Task goal — Wherever a line in the data below holds "which", copy that line.

Data records —
· · · ·

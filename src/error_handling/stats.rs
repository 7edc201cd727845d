//! Processing statistics tracking.
//!
//! This module provides thread-safe statistics tracking for errors, warnings,
//! and informational metrics during dump processing.

use std::collections::HashMap;
use std::sync::atomic::{AtomicUsize, Ordering};
use strum::IntoEnumIterator;

use super::types::{ErrorType, InfoType, WarningType};

/// Thread-safe processing statistics tracker.
///
/// Tracks errors, warnings, and informational metrics using atomic counters,
/// allowing concurrent access from multiple parse tasks. All types are
/// initialized to zero on creation.
///
/// # Categories
///
/// - **Errors**: Failures that kept a switch out of the fabric model
/// - **Warnings**: Degraded or missing data
/// - **Info**: Notable events that aren't errors or warnings
///
/// # Thread Safety
///
/// This struct is thread-safe and can be shared across multiple tasks using `Arc`.
pub struct ProcessingStats {
    errors: HashMap<ErrorType, AtomicUsize>,
    warnings: HashMap<WarningType, AtomicUsize>,
    info: HashMap<InfoType, AtomicUsize>,
}

impl ProcessingStats {
    /// Creates a tracker with every counter initialized to zero.
    pub fn new() -> Self {
        let mut errors = HashMap::new();
        for error in ErrorType::iter() {
            errors.insert(error, AtomicUsize::new(0));
        }

        let mut warnings = HashMap::new();
        for warning in WarningType::iter() {
            warnings.insert(warning, AtomicUsize::new(0));
        }

        let mut info = HashMap::new();
        for info_type in InfoType::iter() {
            info.insert(info_type, AtomicUsize::new(0));
        }

        ProcessingStats {
            errors,
            warnings,
            info,
        }
    }

    /// Increment an error counter.
    pub fn increment_error(&self, error: ErrorType) {
        if let Some(counter) = self.errors.get(&error) {
            counter.fetch_add(1, Ordering::Relaxed);
        } else {
            log::error!(
                "Attempted to increment error counter for {:?} which is not in the map. \
                 This indicates a bug in ProcessingStats initialization.",
                error
            );
        }
    }

    /// Increment a warning counter.
    pub fn increment_warning(&self, warning: WarningType) {
        if let Some(counter) = self.warnings.get(&warning) {
            counter.fetch_add(1, Ordering::Relaxed);
        } else {
            log::error!(
                "Attempted to increment warning counter for {:?} which is not in the map. \
                 This indicates a bug in ProcessingStats initialization.",
                warning
            );
        }
    }

    /// Increment an info counter.
    pub fn increment_info(&self, info_type: InfoType) {
        if let Some(counter) = self.info.get(&info_type) {
            counter.fetch_add(1, Ordering::Relaxed);
        } else {
            log::error!(
                "Attempted to increment info counter for {:?} which is not in the map. \
                 This indicates a bug in ProcessingStats initialization.",
                info_type
            );
        }
    }

    /// Increment a warning counter `n` times at once.
    pub fn add_warnings(&self, warning: WarningType, n: usize) {
        if n == 0 {
            return;
        }
        if let Some(counter) = self.warnings.get(&warning) {
            counter.fetch_add(n, Ordering::Relaxed);
        }
    }

    /// Get the count for an error type.
    pub fn get_error_count(&self, error: ErrorType) -> usize {
        self.errors
            .get(&error)
            .map(|c| c.load(Ordering::SeqCst))
            .unwrap_or(0)
    }

    /// Get the count for a warning type.
    pub fn get_warning_count(&self, warning: WarningType) -> usize {
        self.warnings
            .get(&warning)
            .map(|c| c.load(Ordering::SeqCst))
            .unwrap_or(0)
    }

    /// Get the count for an info type.
    pub fn get_info_count(&self, info_type: InfoType) -> usize {
        self.info
            .get(&info_type)
            .map(|c| c.load(Ordering::SeqCst))
            .unwrap_or(0)
    }

    /// Get total error count across all error types.
    pub fn total_errors(&self) -> usize {
        ErrorType::iter().map(|e| self.get_error_count(e)).sum()
    }

    /// Get total warning count across all warning types.
    pub fn total_warnings(&self) -> usize {
        WarningType::iter().map(|w| self.get_warning_count(w)).sum()
    }

    /// Get total info count across all info types.
    pub fn total_info(&self) -> usize {
        InfoType::iter().map(|i| self.get_info_count(i)).sum()
    }
}

impl Default for ProcessingStats {
    fn default() -> Self {
        Self::new()
    }
}

/// Prints per-type processing statistics at the end of a run.
pub fn print_processing_statistics(stats: &ProcessingStats) {
    if stats.total_errors() > 0 {
        log::info!("Errors by type:");
        for error in ErrorType::iter() {
            let count = stats.get_error_count(error);
            if count > 0 {
                log::info!("  {}: {}", error.as_str(), count);
            }
        }
    }
    if stats.total_warnings() > 0 {
        log::info!("Warnings by type:");
        for warning in WarningType::iter() {
            let count = stats.get_warning_count(warning);
            if count > 0 {
                log::info!("  {}: {}", warning.as_str(), count);
            }
        }
    }
    if stats.total_info() > 0 {
        log::info!("Info by type:");
        for info in InfoType::iter() {
            let count = stats.get_info_count(info);
            if count > 0 {
                log::info!("  {}: {}", info.as_str(), count);
            }
        }
    }
}

#[cfg(test)]
mod tests {
    use super::*;

    #[test]
    fn test_counters_start_at_zero() {
        let stats = ProcessingStats::new();
        assert_eq!(stats.total_errors(), 0);
        assert_eq!(stats.total_warnings(), 0);
        assert_eq!(stats.total_info(), 0);
    }

    #[test]
    fn test_increment_error() {
        let stats = ProcessingStats::new();
        stats.increment_error(ErrorType::DumpUnreadable);
        stats.increment_error(ErrorType::DumpUnreadable);
        stats.increment_error(ErrorType::ParseTimeout);
        assert_eq!(stats.get_error_count(ErrorType::DumpUnreadable), 2);
        assert_eq!(stats.get_error_count(ErrorType::ParseTimeout), 1);
        assert_eq!(stats.total_errors(), 3);
    }

    #[test]
    fn test_add_warnings_bulk() {
        let stats = ProcessingStats::new();
        stats.add_warnings(WarningType::UndecodedDescriptor, 5);
        stats.add_warnings(WarningType::UndecodedDescriptor, 0);
        assert_eq!(
            stats.get_warning_count(WarningType::UndecodedDescriptor),
            5
        );
    }

    #[test]
    fn test_increment_info() {
        let stats = ProcessingStats::new();
        stats.increment_info(InfoType::IslDeduplicated);
        assert_eq!(stats.get_info_count(InfoType::IslDeduplicated), 1);
        assert_eq!(stats.total_info(), 1);
    }

    #[test]
    fn test_concurrent_increments() {
        use std::sync::Arc;
        let stats = Arc::new(ProcessingStats::new());
        let mut handles = Vec::new();
        for _ in 0..8 {
            let stats = Arc::clone(&stats);
            handles.push(std::thread::spawn(move || {
                for _ in 0..100 {
                    stats.increment_warning(WarningType::UnknownDeviceClass);
                }
            }));
        }
        for h in handles {
            h.join().unwrap();
        }
        assert_eq!(
            stats.get_warning_count(WarningType::UnknownDeviceClass),
            800
        );
    }
}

· · · ·

Solution to the exercise —
                "Attempted to increment error counter for {:?} which is not in the map. \
                "Attempted to increment warning counter for {:?} which is not in the map. \
                "Attempted to increment info counter for {:?} which is not in the map. \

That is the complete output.